[[ Information given open ]]
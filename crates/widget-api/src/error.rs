//! Error types for widget-api

pub type Result<T> = std::result::Result<T, Error>;

#[derive(Debug, thiserror::Error)]
pub enum Error {
    /// Any transport, status or decoding failure. Details are logged at
    /// debug level only.
    #[error("Request failed")]
    RequestFailed,

    #[error("Missing credentials: {}", .fields.join(", "))]
    MissingCredentials { fields: Vec<&'static str> },
}
//! Tracing subscriber setup

use tracing_subscriber::{EnvFilter, fmt, prelude::*};

/// Install the global subscriber.
///
/// `RUST_LOG` selects the level, defaulting to `info`; `verbose` forces
/// `debug`. Logs go to stderr so command output stays pipeable.
pub fn init(verbose: bool) -> Result<(), Box<dyn std::error::Error + Send + Sync>> {
    let filter_layer = if verbose {
        EnvFilter::try_new("debug")?
    } else {
        EnvFilter::try_from_default_env().or_else(|_| EnvFilter::try_new("info"))?
    };

    let fmt_layer = fmt::layer()
        .with_writer(std::io::stderr)
        .with_target(verbose)
        .compact();

    tracing_subscriber::registry()
        .with(filter_layer)
        .with(fmt_layer)
        .try_init()?;

    Ok(())
}
//! Error types for widget-cli

/// Result type for CLI operations
pub type Result<T> = std::result::Result<T, CliError>;

/// Errors that can occur in CLI operations
#[derive(Debug, thiserror::Error)]
pub enum CliError {
    /// Error from widget-fs
    #[error(transparent)]
    Fs(#[from] widget_fs::Error),

    /// Error from widget-api
    #[error(transparent)]
    Api(#[from] widget_api::Error),

    /// Standard I/O error
    #[error(transparent)]
    Io(#[from] std::io::Error),

    /// JSON serialization error
    #[error(transparent)]
    Json(#[from] serde_json::Error),

    /// User-facing error with a message
    #[error("{message}")]
    User { message: String },
}

impl CliError {
    /// Create a new user error with the given message
    pub fn user(message: impl Into<String>) -> Self {
        Self::User {
            message: message.into(),
        }
    }
}
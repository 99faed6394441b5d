//! Loader for the resource files of a widget directory
//!
//! ```text
//! my-widget/
//!   widget.html
//!   schema.json
//!   config.json
//!   widget.yaml
//!   query.graphql
//!   queryParams.json
//!   queryParamsBuilder.json
//!   schema_translations.json
//! ```

use std::io::ErrorKind;
use std::path::{Path, PathBuf};

use serde::{Deserialize, Serialize};
use serde_json::Value;
use widget_schema::{SchemaElement, WidgetConfiguration, parse_schema};

use crate::{Error, Result, WidgetFileType, io};

/// Raw contents of one widget resource.
#[derive(Debug, Clone, PartialEq, Eq)]
pub struct FileLoaderResponse {
    pub kind: WidgetFileType,
    pub data: String,
}

/// Contents of `widget.yaml`.
#[derive(Debug, Clone, PartialEq, Default, Deserialize, Serialize)]
pub struct WidgetMeta {
    /// Display name used when publishing
    pub name: String,
    #[serde(default, skip_serializing_if = "Option::is_none")]
    pub version: Option<String>,
    #[serde(default, skip_serializing_if = "Option::is_none")]
    pub author: Option<String>,
}

/// A widget directory on disk.
#[derive(Debug, Clone)]
pub struct WidgetDir {
    root: PathBuf,
}

impl WidgetDir {
    pub fn new(root: impl Into<PathBuf>) -> Self {
        Self { root: root.into() }
    }

    pub fn root(&self) -> &Path {
        &self.root
    }

    /// Absolute path of a resource inside this directory.
    pub fn path(&self, kind: WidgetFileType) -> PathBuf {
        self.root.join(kind)
    }

    /// Load the raw text of a resource.
    ///
    /// Absent optional resources yield their fallback payload. A required
    /// resource that is absent or empty, and any other read failure, is an
    /// [`Error::InvalidResource`] naming the resource.
    pub fn load(&self, kind: WidgetFileType) -> Result<FileLoaderResponse> {
        let path = self.path(kind);

        let data = match io::read_text(&path) {
            Ok(data) => data,
            Err(Error::Io { source, .. }) if source.kind() == ErrorKind::NotFound => {
                match kind.fallback() {
                    Some(fallback) => {
                        tracing::debug!(resource = %kind, "Resource not found, using default");
                        fallback.to_string()
                    }
                    None => return Err(Error::invalid(kind, "file not found")),
                }
            }
            Err(e) => return Err(Error::invalid(kind, e.to_string())),
        };

        if kind.is_required() && data.trim().is_empty() {
            return Err(Error::invalid(kind, "file is empty"));
        }

        Ok(FileLoaderResponse { kind, data })
    }

    /// Load a resource and parse it as JSON.
    pub fn load_json(&self, kind: WidgetFileType) -> Result<Value> {
        let response = self.load(kind)?;
        serde_json::from_str(&response.data).map_err(|e| Error::invalid(kind, e.to_string()))
    }

    /// Load and parse `schema.json`.
    pub fn load_schema(&self) -> Result<Vec<SchemaElement>> {
        let response = self.load(WidgetFileType::Schema)?;
        parse_schema(&response.data).map_err(|e| Error::invalid(WidgetFileType::Schema, e.to_string()))
    }

    /// Load `config.json` as a configuration map.
    pub fn load_configuration(&self) -> Result<WidgetConfiguration> {
        match self.load_json(WidgetFileType::Configuration)? {
            Value::Object(configuration) => Ok(configuration),
            other => Err(Error::invalid(
                WidgetFileType::Configuration,
                format!("expected a JSON object, found {}", json_kind(&other)),
            )),
        }
    }

    /// Load and parse `widget.yaml`.
    ///
    /// Returns `None` when the file is absent or empty.
    pub fn load_meta(&self) -> Result<Option<WidgetMeta>> {
        let response = self.load(WidgetFileType::Meta)?;
        if response.data.trim().is_empty() {
            return Ok(None);
        }
        serde_yaml::from_str(&response.data)
            .map(Some)
            .map_err(|e| Error::invalid(WidgetFileType::Meta, e.to_string()))
    }

    /// Write `config.json` atomically, pretty-printed.
    pub fn write_configuration(&self, configuration: &WidgetConfiguration) -> Result<PathBuf> {
        let path = self.path(WidgetFileType::Configuration);
        let mut content = serde_json::to_string_pretty(configuration)?;
        content.push('\n');
        io::write_atomic(&path, content.as_bytes())?;
        tracing::info!(path = %path.display(), keys = configuration.len(), "Wrote widget configuration");
        Ok(path)
    }
}

fn json_kind(value: &Value) -> &'static str {
    match value {
        Value::Null => "null",
        Value::Bool(_) => "a boolean",
        Value::Number(_) => "a number",
        Value::String(_) => "a string",
        Value::Array(_) => "an array",
        Value::Object(_) => "an object",
    }
}
//! End-to-end tests over the widget fixtures in `test-fixtures/widgets/`
//!
//! Each test copies a fixture into a temporary directory, then runs the
//! load -> generate -> write flow against the copy.

use std::fs;
use std::path::{Path, PathBuf};

use pretty_assertions::assert_eq;
use serde_json::Value;
use tempfile::TempDir;
use widget_api::PublishWidgetRequest;
use widget_fs::{WidgetDir, WidgetFileType};
use widget_schema::generate_widget_configuration;

fn fixture_dir(name: &str) -> PathBuf {
    Path::new(env!("CARGO_MANIFEST_DIR"))
        .join("../../test-fixtures/widgets")
        .join(name)
}

/// Copy a fixture widget into a fresh temporary directory.
fn copy_fixture(name: &str) -> TempDir {
    let temp = TempDir::new().unwrap();
    for entry in fs::read_dir(fixture_dir(name)).unwrap() {
        let entry = entry.unwrap();
        fs::copy(entry.path(), temp.path().join(entry.file_name())).unwrap();
    }
    temp
}

fn expected_config(name: &str) -> Value {
    let content = fs::read_to_string(fixture_dir(name).join("expected_config.json")).unwrap();
    serde_json::from_str(&content).unwrap()
}

#[test]
fn test_carousel_generates_expected_config() {
    let temp = copy_fixture("carousel");
    let dir = WidgetDir::new(temp.path());

    let configuration = generate_widget_configuration(&dir.load_schema().unwrap());

    assert_eq!(Value::Object(configuration), expected_config("carousel"));
}

#[test]
fn test_carousel_config_written_and_reloaded() {
    let temp = copy_fixture("carousel");
    let dir = WidgetDir::new(temp.path());

    let configuration = generate_widget_configuration(&dir.load_schema().unwrap());
    dir.write_configuration(&configuration).unwrap();

    let reloaded = dir.load_configuration().unwrap();
    assert_eq!(reloaded, configuration);

    // Key order follows the schema.
    let keys: Vec<_> = reloaded.keys().map(String::as_str).collect();
    assert_eq!(
        keys,
        vec![
            "autoplay",
            "autoplaySpeed",
            "arrowColor",
            "arrowSize",
            "arrowStyle",
            "slides",
            "productUrl",
            "layoutVersion"
        ]
    );
}

#[test]
fn test_carousel_resources_all_load() {
    let temp = copy_fixture("carousel");
    let dir = WidgetDir::new(temp.path());

    for kind in WidgetFileType::ALL {
        let response = dir
            .load(kind)
            .unwrap_or_else(|e| panic!("{kind} should load: {e}"));
        assert_eq!(response.kind, kind);
    }

    assert_eq!(dir.load_meta().unwrap().unwrap().name, "Carousel");
    assert_eq!(
        dir.load_json(WidgetFileType::QueryParams).unwrap()["productId"],
        123
    );
}

#[test]
fn test_carousel_publish_body() {
    let temp = copy_fixture("carousel");
    let dir = WidgetDir::new(temp.path());

    let request = PublishWidgetRequest {
        name: dir.load_meta().unwrap().unwrap().name,
        schema: dir.load_json(WidgetFileType::Schema).unwrap(),
        template: dir.load(WidgetFileType::Template).unwrap().data,
        storefront_api_query: dir.load(WidgetFileType::Query).unwrap().data,
        schema_translations: Some(dir.load_json(WidgetFileType::Translation).unwrap()),
        channel_id: 1,
    };

    let body = serde_json::to_value(&request).unwrap();
    assert_eq!(body["name"], "Carousel");
    assert_eq!(body["schema"][1]["defaultCount"], 2);
    assert!(body["template"].as_str().unwrap().contains("{{#each slides}}"));
    assert_eq!(body["schema_translations"]["i18n.Slides"]["default"], "Slides");
}
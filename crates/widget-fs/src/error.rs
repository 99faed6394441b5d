//! Error types for widget-fs

use std::path::PathBuf;

use crate::WidgetFileType;

/// Result type for widget-fs operations
pub type Result<T> = std::result::Result<T, Error>;

/// Errors that can occur in widget-fs operations
#[derive(Debug, thiserror::Error)]
pub enum Error {
    #[error("I/O error at {path}: {source}")]
    Io {
        path: PathBuf,
        #[source]
        source: std::io::Error,
    },

    #[error("Invalid {kind} resource: {message}")]
    InvalidResource {
        kind: WidgetFileType,
        message: String,
    },

    #[error("Failed to serialize widget configuration: {0}")]
    Serialize(#[from] serde_json::Error),

    #[error("Lock acquisition failed for {path}")]
    LockFailed { path: PathBuf },
}

impl Error {
    pub fn io(path: impl Into<PathBuf>, source: std::io::Error) -> Self {
        Self::Io {
            path: path.into(),
            source,
        }
    }

    pub fn invalid(kind: WidgetFileType, message: impl Into<String>) -> Self {
        Self::InvalidResource {
            kind,
            message: message.into(),
        }
    }
}
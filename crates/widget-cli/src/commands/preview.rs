//! Preview render command

use std::path::Path;

use widget_api::{WidgetApi, WidgetPreviewRenderRequest};
use widget_fs::{WidgetDir, WidgetFileType};
use widget_schema::generate_widget_configuration;

use crate::error::Result;

/// Identifiers the preview is rendered for.
#[derive(Debug, Clone, Default)]
pub struct PreviewTarget {
    pub placement_uuid: String,
    pub widget_uuid: String,
    pub channel_id: u64,
}

/// Assemble a preview request from the widget directory.
///
/// An absent or empty `config.json` is replaced by the schema defaults.
pub fn build_preview_request(
    dir: &WidgetDir,
    target: &PreviewTarget,
) -> Result<WidgetPreviewRenderRequest> {
    let mut configuration = dir.load_configuration()?;
    if configuration.is_empty() {
        tracing::debug!("No stored configuration, previewing schema defaults");
        configuration = generate_widget_configuration(&dir.load_schema()?);
    }

    Ok(WidgetPreviewRenderRequest {
        widget_configuration: configuration,
        widget_template: dir.load(WidgetFileType::Template)?.data,
        placement_uuid: target.placement_uuid.clone(),
        widget_uuid: target.widget_uuid.clone(),
        storefront_api_query: dir.load(WidgetFileType::Query)?.data,
        storefront_api_query_params: dir.load_json(WidgetFileType::QueryParams)?,
        channel_id: target.channel_id,
    })
}

/// Render the widget remotely and print the returned HTML.
pub async fn run_preview(api: &dyn WidgetApi, path: &Path, target: &PreviewTarget) -> Result<()> {
    let request = build_preview_request(&WidgetDir::new(path), target)?;
    let html = api.preview(&request).await?;
    println!("{html}");
    Ok(())
}
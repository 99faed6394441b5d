//! Widget Builder CLI
//!
//! The command-line interface for developing storefront widgets.

mod cli;
mod commands;
mod error;
mod logging;

use std::future::Future;

use clap::Parser;
use colored::Colorize;
use widget_api::{WidgetClient, check_credentials};

use cli::{AuthArgs, Cli, Commands};
use commands::preview::PreviewTarget;
use error::{CliError, Result};

fn main() {
    if let Err(e) = run() {
        eprintln!("{}: {}", "error".red().bold(), e);
        std::process::exit(1);
    }
}

fn run() -> Result<()> {
    let cli = Cli::parse();

    if let Err(e) = logging::init(cli.verbose) {
        eprintln!("{}: failed to initialise logging: {}", "warning".yellow(), e);
    }
    tracing::debug!("Verbose mode enabled");

    match cli.command {
        Some(cmd) => execute_command(cmd),
        None => {
            println!("{} Widget Builder CLI", "widget-builder".green().bold());
            println!();
            println!("Run {} for available commands.", "widget-builder --help".cyan());
            Ok(())
        }
    }
}

fn execute_command(cmd: Commands) -> Result<()> {
    match cmd {
        Commands::GenerateConfig { dir, print } => commands::run_generate_config(&dir, print),
        Commands::Validate { dir } => commands::run_validate(&dir),
        Commands::CheckAuth { auth } => commands::run_check_auth(&auth.auth_config()),
        Commands::Preview {
            dir,
            placement_uuid,
            widget_uuid,
            auth,
        } => {
            let client = api_client(&auth)?;
            let target = PreviewTarget {
                placement_uuid,
                widget_uuid,
                channel_id: auth.channel_id,
            };
            block_on(commands::run_preview(&client, &dir, &target))
        }
        Commands::Publish { dir, uuid, auth } => {
            let client = api_client(&auth)?;
            block_on(commands::run_publish(
                &client,
                &dir,
                uuid.as_deref(),
                auth.channel_id,
            ))
            .map(drop)
        }
    }
}

fn api_client(auth: &AuthArgs) -> Result<WidgetClient> {
    let config = auth.auth_config();
    if !check_credentials(&config) {
        return Err(CliError::user("Set the missing credentials and try again"));
    }
    Ok(WidgetClient::new(config)?)
}

/// Drive an API command on a single-threaded runtime.
fn block_on<F, T>(future: F) -> Result<T>
where
    F: Future<Output = Result<T>>,
{
    let runtime = tokio::runtime::Builder::new_current_thread()
        .enable_all()
        .build()
        .map_err(CliError::Io)?;
    runtime.block_on(future)
}
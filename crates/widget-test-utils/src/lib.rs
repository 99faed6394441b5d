//! Shared test utilities for the widget-builder workspace.
//!
//! This crate is a dev-dependency only and is never published.
//!
//! # Modules
//!
//! - [`widget`] — [`widget::TestWidget`] builder for temporary widget directories

pub mod widget;
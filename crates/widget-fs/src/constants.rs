//! The fixed resource files of a widget directory.

use std::path::Path;

/// Every file a widget directory may contain.
#[derive(Debug, Clone, Copy, PartialEq, Eq, Hash)]
pub enum WidgetFileType {
    /// `widget.html` - Handlebars template markup
    Template,
    /// `config.json` - the widget's configuration values
    Configuration,
    /// `schema.json` - the settings schema
    Schema,
    /// `widget.yaml` - name and other metadata
    Meta,
    /// `query.graphql` - storefront API query
    Query,
    /// `queryParams.json` - variables for the query
    QueryParams,
    /// `queryParamsBuilder.json` - page builder description of the variables
    QueryParamsBuilder,
    /// `schema_translations.json` - translated schema labels
    Translation,
}

impl WidgetFileType {
    pub const ALL: [WidgetFileType; 8] = [
        Self::Template,
        Self::Configuration,
        Self::Schema,
        Self::Meta,
        Self::Query,
        Self::QueryParams,
        Self::QueryParamsBuilder,
        Self::Translation,
    ];

    /// File name inside the widget directory.
    pub fn file_name(&self) -> &'static str {
        match self {
            Self::Template => "widget.html",
            Self::Configuration => "config.json",
            Self::Schema => "schema.json",
            Self::Meta => "widget.yaml",
            Self::Query => "query.graphql",
            Self::QueryParams => "queryParams.json",
            Self::QueryParamsBuilder => "queryParamsBuilder.json",
            Self::Translation => "schema_translations.json",
        }
    }

    /// Payload substituted when an optional file is absent.
    ///
    /// `None` marks a required resource.
    pub fn fallback(&self) -> Option<&'static str> {
        match self {
            Self::Configuration | Self::QueryParams | Self::Translation => Some("{}"),
            Self::Meta | Self::Query => Some(""),
            Self::Template | Self::Schema | Self::QueryParamsBuilder => None,
        }
    }

    pub fn is_required(&self) -> bool {
        self.fallback().is_none()
    }
}

impl AsRef<Path> for WidgetFileType {
    fn as_ref(&self) -> &Path {
        Path::new(self.file_name())
    }
}

impl std::fmt::Display for WidgetFileType {
    fn fmt(&self, f: &mut std::fmt::Formatter<'_>) -> std::fmt::Result {
        write!(f, "{}", self.file_name())
    }
}
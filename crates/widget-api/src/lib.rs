//! Remote collaborators of Widget Builder.
//!
//! - [`auth`] — API credentials and the credential check
//! - [`client`] — the [`WidgetApi`] trait and its HTTP implementation
//! - [`types`] — request and response bodies

pub mod auth;
pub mod client;
pub mod error;
pub mod types;

pub use auth::{AuthConfig, check_credentials};
pub use client::{PREVIEW_ENDPOINT, PUBLISH_ENDPOINT, WidgetApi, WidgetClient, publish_target};
pub use error::{Error, Result};
pub use types::{PublishWidgetRequest, PublishWidgetResponse, WidgetPreviewRenderRequest};
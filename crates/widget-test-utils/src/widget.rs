//! [`TestWidget`] builder for widget directory test scenarios.

use std::fs;
use std::path::{Path, PathBuf};

use serde_json::Value;
use tempfile::TempDir;

/// Minimal schema with one tab, one array block and one hidden group.
pub const SAMPLE_SCHEMA: &str = r#"[
  {
    "type": "tab",
    "label": "Content",
    "sections": [
      { "label": "Heading", "settings": [{ "type": "input", "id": "heading", "default": "Welcome" }] }
    ]
  },
  {
    "type": "array",
    "id": "cards",
    "label": "Cards",
    "entryLabel": "Card",
    "defaultCount": 2,
    "schema": [
      { "type": "tab", "label": "Card", "sections": [{ "settings": [{ "id": "caption", "default": "Card caption" }] }] }
    ]
  },
  { "type": "hidden", "settings": [{ "id": "schemaVersion", "default": 1 }] }
]"#;

pub const SAMPLE_TEMPLATE: &str = "<h1>{{heading}}</h1>\n";

/// A temporary widget directory with helpers for writing resource files.
///
/// # Example
///
/// ```rust,no_run
/// use widget_test_utils::widget::TestWidget;
///
/// let widget = TestWidget::new().with_sample_resources();
/// widget.assert_file_exists("schema.json");
/// ```
pub struct TestWidget {
    temp_dir: TempDir,
}

impl Default for TestWidget {
    fn default() -> Self {
        Self::new()
    }
}

impl TestWidget {
    /// Create an empty temporary directory.
    pub fn new() -> Self {
        Self {
            temp_dir: TempDir::new().unwrap(),
        }
    }

    /// Return the root path of the temporary directory.
    pub fn root(&self) -> &Path {
        self.temp_dir.path()
    }

    /// Write `content` to `name` inside the widget directory.
    pub fn write(&self, name: &str, content: &str) -> PathBuf {
        let path = self.root().join(name);
        fs::write(&path, content)
            .unwrap_or_else(|e| panic!("Could not write {}: {e}", path.display()));
        path
    }

    /// Write the sample schema and template plus a widget.yaml.
    pub fn with_sample_resources(self) -> Self {
        self.write("schema.json", SAMPLE_SCHEMA);
        self.write("widget.html", SAMPLE_TEMPLATE);
        self.write("widget.yaml", "name: Sample widget\nversion: 1.0.0\n");
        self
    }

    /// Parse the JSON file `name`.
    ///
    /// # Panics
    /// Panics if the file cannot be read or is not valid JSON.
    pub fn read_json(&self, name: &str) -> Value {
        let path = self.root().join(name);
        let content = fs::read_to_string(&path)
            .unwrap_or_else(|_| panic!("Could not read file: {}", path.display()));
        serde_json::from_str(&content)
            .unwrap_or_else(|e| panic!("Invalid JSON in {}: {e}", path.display()))
    }

    /// Assert that `name` exists in the widget directory.
    ///
    /// # Panics
    /// Panics with a descriptive message if the path does not exist.
    pub fn assert_file_exists(&self, name: &str) {
        let full_path = self.root().join(name);
        assert!(
            full_path.exists(),
            "Expected file to exist: {}",
            full_path.display()
        );
    }

    /// Assert that `name` does **not** exist in the widget directory.
    pub fn assert_file_not_exists(&self, name: &str) {
        let full_path = self.root().join(name);
        assert!(
            !full_path.exists(),
            "Expected file NOT to exist: {}",
            full_path.display()
        );
    }
}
[[ Information given closed ]]
• What you need to do:
Using the data above, tally each line that has the string "keys" and report only the sum.

• Output:
3